Task item:
Within the records below is a range that opens at the line with "gains tax: annual" and closes at the line with "basic left 10,270". Return that range word for word, both ends included, and only that range.
- Opening Delimiter -
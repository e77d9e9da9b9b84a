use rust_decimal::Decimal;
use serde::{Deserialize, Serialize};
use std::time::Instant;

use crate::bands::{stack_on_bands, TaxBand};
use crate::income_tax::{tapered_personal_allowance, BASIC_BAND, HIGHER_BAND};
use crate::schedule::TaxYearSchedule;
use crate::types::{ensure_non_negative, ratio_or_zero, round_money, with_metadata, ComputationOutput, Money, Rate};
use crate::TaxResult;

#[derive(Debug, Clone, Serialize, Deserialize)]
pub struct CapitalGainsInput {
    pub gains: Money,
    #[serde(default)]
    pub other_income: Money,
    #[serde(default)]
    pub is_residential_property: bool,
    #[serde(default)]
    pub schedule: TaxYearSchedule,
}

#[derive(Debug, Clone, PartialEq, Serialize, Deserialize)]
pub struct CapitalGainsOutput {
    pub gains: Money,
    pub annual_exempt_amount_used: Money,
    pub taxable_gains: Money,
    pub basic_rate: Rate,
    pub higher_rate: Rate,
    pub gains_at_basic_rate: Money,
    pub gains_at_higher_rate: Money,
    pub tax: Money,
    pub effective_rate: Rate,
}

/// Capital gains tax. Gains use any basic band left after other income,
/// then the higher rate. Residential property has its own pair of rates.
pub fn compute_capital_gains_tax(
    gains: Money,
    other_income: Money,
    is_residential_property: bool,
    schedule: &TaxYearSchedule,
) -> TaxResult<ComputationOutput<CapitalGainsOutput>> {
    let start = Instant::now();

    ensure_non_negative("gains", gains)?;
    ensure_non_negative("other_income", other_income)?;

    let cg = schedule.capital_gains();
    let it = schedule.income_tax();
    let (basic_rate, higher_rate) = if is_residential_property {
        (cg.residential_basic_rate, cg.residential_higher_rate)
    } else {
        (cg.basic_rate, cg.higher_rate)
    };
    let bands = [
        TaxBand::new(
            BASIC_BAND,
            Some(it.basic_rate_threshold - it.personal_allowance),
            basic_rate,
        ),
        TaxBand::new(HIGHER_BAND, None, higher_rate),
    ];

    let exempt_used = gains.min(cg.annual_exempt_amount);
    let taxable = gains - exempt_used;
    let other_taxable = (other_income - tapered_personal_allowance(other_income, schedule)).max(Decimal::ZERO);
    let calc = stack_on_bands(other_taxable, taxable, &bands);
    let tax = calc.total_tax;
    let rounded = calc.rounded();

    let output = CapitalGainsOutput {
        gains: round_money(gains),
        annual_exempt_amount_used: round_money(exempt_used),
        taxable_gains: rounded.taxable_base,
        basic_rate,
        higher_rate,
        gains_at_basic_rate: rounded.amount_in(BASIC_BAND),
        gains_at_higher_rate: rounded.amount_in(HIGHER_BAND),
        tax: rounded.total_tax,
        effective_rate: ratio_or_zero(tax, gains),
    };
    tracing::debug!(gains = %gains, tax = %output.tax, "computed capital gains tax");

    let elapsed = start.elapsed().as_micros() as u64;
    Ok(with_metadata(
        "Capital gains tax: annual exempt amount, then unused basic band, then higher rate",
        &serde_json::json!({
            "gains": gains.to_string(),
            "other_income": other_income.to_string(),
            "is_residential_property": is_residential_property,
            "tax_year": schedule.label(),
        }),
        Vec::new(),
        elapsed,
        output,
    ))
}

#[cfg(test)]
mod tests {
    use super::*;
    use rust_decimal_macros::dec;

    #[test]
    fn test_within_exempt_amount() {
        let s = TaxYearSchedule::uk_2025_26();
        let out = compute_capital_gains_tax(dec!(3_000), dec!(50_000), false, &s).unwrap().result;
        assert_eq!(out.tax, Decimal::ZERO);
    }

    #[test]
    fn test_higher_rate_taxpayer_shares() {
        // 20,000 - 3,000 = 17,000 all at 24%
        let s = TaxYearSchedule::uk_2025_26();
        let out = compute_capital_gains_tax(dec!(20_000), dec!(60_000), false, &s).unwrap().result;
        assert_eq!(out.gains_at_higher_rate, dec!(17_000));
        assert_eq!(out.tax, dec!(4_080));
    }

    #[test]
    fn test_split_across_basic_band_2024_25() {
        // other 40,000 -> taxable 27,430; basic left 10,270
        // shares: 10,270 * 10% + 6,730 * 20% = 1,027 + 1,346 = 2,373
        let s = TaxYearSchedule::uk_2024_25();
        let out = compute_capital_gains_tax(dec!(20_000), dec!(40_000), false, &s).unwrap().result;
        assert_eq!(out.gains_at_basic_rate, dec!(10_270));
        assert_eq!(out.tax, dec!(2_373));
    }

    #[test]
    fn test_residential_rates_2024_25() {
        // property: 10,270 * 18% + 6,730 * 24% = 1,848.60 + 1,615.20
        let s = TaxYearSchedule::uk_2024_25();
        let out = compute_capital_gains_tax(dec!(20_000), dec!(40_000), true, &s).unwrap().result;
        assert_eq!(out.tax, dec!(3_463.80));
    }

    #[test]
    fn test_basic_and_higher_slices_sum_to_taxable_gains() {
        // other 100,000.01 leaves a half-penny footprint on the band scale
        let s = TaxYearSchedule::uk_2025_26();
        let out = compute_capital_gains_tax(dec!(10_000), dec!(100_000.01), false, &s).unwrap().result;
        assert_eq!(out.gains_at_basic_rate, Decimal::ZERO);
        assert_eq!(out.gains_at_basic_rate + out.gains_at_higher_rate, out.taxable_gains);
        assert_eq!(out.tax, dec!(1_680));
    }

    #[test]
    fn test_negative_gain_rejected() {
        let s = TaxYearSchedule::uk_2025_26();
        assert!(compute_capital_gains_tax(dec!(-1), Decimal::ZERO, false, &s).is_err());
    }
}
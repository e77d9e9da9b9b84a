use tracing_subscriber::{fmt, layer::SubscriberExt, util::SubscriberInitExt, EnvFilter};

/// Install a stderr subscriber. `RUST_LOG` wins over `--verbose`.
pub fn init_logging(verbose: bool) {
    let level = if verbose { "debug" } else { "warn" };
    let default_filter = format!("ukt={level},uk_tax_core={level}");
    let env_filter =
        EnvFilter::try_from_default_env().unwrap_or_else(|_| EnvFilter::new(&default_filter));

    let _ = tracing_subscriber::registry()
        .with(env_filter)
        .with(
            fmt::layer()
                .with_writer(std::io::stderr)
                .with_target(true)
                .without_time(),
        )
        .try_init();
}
- Closing Delimiter -
Solution for this exercise:
        "Capital gains tax: annual exempt amount, then unused basic band, then higher rate",
        &serde_json::json!({
            "gains": gains.to_string(),
            "other_income": other_income.to_string(),
            "is_residential_property": is_residential_property,
            "tax_year": schedule.label(),
        }),
        Vec::new(),
        elapsed,
        output,
    ))
}

#[cfg(test)]
mod tests {
    use super::*;
    use rust_decimal_macros::dec;

    #[test]
    fn test_within_exempt_amount() {
        let s = TaxYearSchedule::uk_2025_26();
        let out = compute_capital_gains_tax(dec!(3_000), dec!(50_000), false, &s).unwrap().result;
        assert_eq!(out.tax, Decimal::ZERO);
    }

    #[test]
    fn test_higher_rate_taxpayer_shares() {
        // 20,000 - 3,000 = 17,000 all at 24%
        let s = TaxYearSchedule::uk_2025_26();
        let out = compute_capital_gains_tax(dec!(20_000), dec!(60_000), false, &s).unwrap().result;
        assert_eq!(out.gains_at_higher_rate, dec!(17_000));
        assert_eq!(out.tax, dec!(4_080));
    }

    #[test]
    fn test_split_across_basic_band_2024_25() {
        // other 40,000 -> taxable 27,430; basic left 10,270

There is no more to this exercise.